As the title of this International Conference clearly suggests, the theoretical framework of this meeting is inscribed within the paradigm of Lived Ancient Religion (hereafter LAR), developed in Erfurt between 2012 and 2017 and supervised by Jörg Rüpke. LAR supports a methodological shift from the idea that the dominant structure in the Graeco-Roman World was based on the routinised and institutionalised performance of public, collective rites driven by the elite ideology (i.e. the polis- or civitas-religion) to a focus on the individual as an active actor, capable of situational and creative innovation. Sharing this perspective, this conference will deal with religious agency not as a ‘normalising’ action by representatives of institutional entities or local oligarchies, but as creative innovation by decision-makers who consciously modified established religious patterns. The main sociological reference point for this conference lies in Michel de Certeau’s concepts of bricolagiste appropriation and re-contextualisation, which take into account the processes by which individuals select, construct and vary religious offers, as well as the concepts (and limits) of group membership and of normative and deviant behaviours.
Speakers are invited to examine Roman Africa (corresponding nowadays to Morocco, Algeria, Tunisia and Libya) as the arena of situationally-dependent innovations and adaptations by a number of local small-scale religious actors who freely used religion as a resource to respond to emerging dilemmas, generate religious experiences encompassing the human body and the material environment, and communicate these experiences through multifarious narratives and strategies of emotional saturation. Therefore, we aim to avoid any overemphasis on allegedly shared religious worldviews, divine entities, religious symbols, and myths, but rather to highlight specific authorial micro-strategies in the construction of religious narratives and perspectives, and to specify the relationship between religious experience, group-formation, and textuality in different contexts and periods. Speakers are encouraged to answer to the following questions: How did religion enlarge and strengthen interpersonal engagement and individual agency in Roman Africa? What stimuli and sense-scapes did generate religious experiences? How did individuals of different social statuses, genders, and ages, with different engagements in religious praxis (practitioners, borderline specialists, devotees), experience a given phenomenon as ‘religious’? How was this experience interpreted and communicated? Why was religion invoked strategically in interpersonal communication? Who were the specialists in charge of mediating and properly addressing this communication thanks to their specific competence and knowledge? What were the media interactively employed in the processes of encoding and decoding the message?

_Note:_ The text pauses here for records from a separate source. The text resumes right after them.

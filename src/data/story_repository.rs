use crate::domain::error::DomainError;
use crate::domain::models::{Story, StoryFilter};
use crate::domain::repository::{StoryMutation, StoryRepository};
use anyhow::Result;
use async_trait::async_trait;
use std::collections::HashMap;
use std::sync::Arc;
use tokio::sync::RwLock;
use tracing::{debug, instrument, trace};

struct StoredStory {
    // insertion order, breaks created_at ties
    seq: u64,
    story: Story,
}

#[derive(Default)]
struct StoryStore {
    documents: HashMap<String, StoredStory>,
    next_seq: u64,
}

#[derive(Clone, Default)]
pub struct InMemoryStoryRepository {
    storage: Arc<RwLock<StoryStore>>,
}

impl InMemoryStoryRepository {
    pub fn new() -> Self {
        Self::default()
    }
}

#[async_trait]
impl StoryRepository for InMemoryStoryRepository {
    #[instrument(skip(self, story), fields(story_id = %story.id, author_id = %story.author_id))]
    async fn insert(&self, story: Story) -> Result<()> {
        trace!("Acquiring write lock for story storage");
        let mut storage = self.storage.write().await;
        let seq = storage.next_seq;
        storage.next_seq += 1;
        let id = story.id.clone();
        storage.documents.insert(id.clone(), StoredStory { seq, story });
        debug!(story_id = %id, seq = seq, "Story saved to memory storage");
        Ok(())
    }

    #[instrument(skip(self), fields(story_id = id))]
    async fn find_by_id(&self, id: &str) -> Result<Option<Story>> {
        trace!("Acquiring read lock for story storage");
        let storage = self.storage.read().await;
        let story = storage.documents.get(id).map(|stored| stored.story.clone());
        if story.is_none() {
            trace!(story_id = id, "Story not found in storage");
        }
        Ok(story)
    }

    #[instrument(skip(self))]
    async fn list(&self, filter: &StoryFilter) -> Result<Vec<Story>> {
        trace!("Acquiring read lock for story storage");
        let storage = self.storage.read().await;
        let mut hits: Vec<&StoredStory> = storage
            .documents
            .values()
            .filter(|stored| stored.story.matches(filter))
            .collect();
        hits.sort_by(|a, b| {
            b.story
                .created_at
                .cmp(&a.story.created_at)
                .then(b.seq.cmp(&a.seq))
        });
        debug!(count = hits.len(), "Stories matched filter");
        Ok(hits.into_iter().map(|stored| stored.story.clone()).collect())
    }

    #[instrument(skip(self, mutation), fields(story_id = id))]
    async fn modify(&self, id: &str, mutation: StoryMutation) -> Result<Story> {
        trace!("Acquiring write lock for story storage");
        let mut storage = self.storage.write().await;
        let stored = storage
            .documents
            .get_mut(id)
            .ok_or_else(DomainError::story_not_found)?;

        // Mutate a copy so a rejected mutation never reaches the stored document
        let mut draft = stored.story.clone();
        mutation(&mut draft)?;
        stored.story = draft.clone();
        debug!(story_id = id, "Story updated in memory storage");
        Ok(draft)
    }

    #[instrument(skip(self), fields(story_id = id))]
    async fn delete(&self, id: &str) -> Result<bool> {
        trace!("Acquiring write lock for story storage");
        let mut storage = self.storage.write().await;
        let removed = storage.documents.remove(id).is_some();
        debug!(story_id = id, removed = removed, "Story delete attempted");
        Ok(removed)
    }
}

Proposals including a title and an abstract of 300-500 words should be sent to María Fernández Portaencasa (firstname.lastname@example.org) by 30 June 2019. We accept papers in English and French language. All costs of travel (up to 200 euros), food, and accommodation (2 nights) will be covered by the organisation. The proposals will be scrutinized by a Scientific Committee composed by Jaime Alvar (Universidad Carlos III de Madrid), Nicole Belayche (École Pratique des Hautes Études, Paris), Lamia Ben Abid (Université de la Manouba), Nacéra Benseddik (Université d’Alger), Corinne Bonnet (Université de Toulouse Jean Jaurès), Liliane Ennabli (Université Paris IV Sorbonne), Richard L. Gordon (Universität Erfurt), Attilio Mastino (Università degli Studi di Sassari), Sergio Ribichini (Consiglio Nazionale delle Ricerche, Roma), Jörg Rüpke (Universität Erfurt), Greg Woolf (Institute of Classical Studies, London).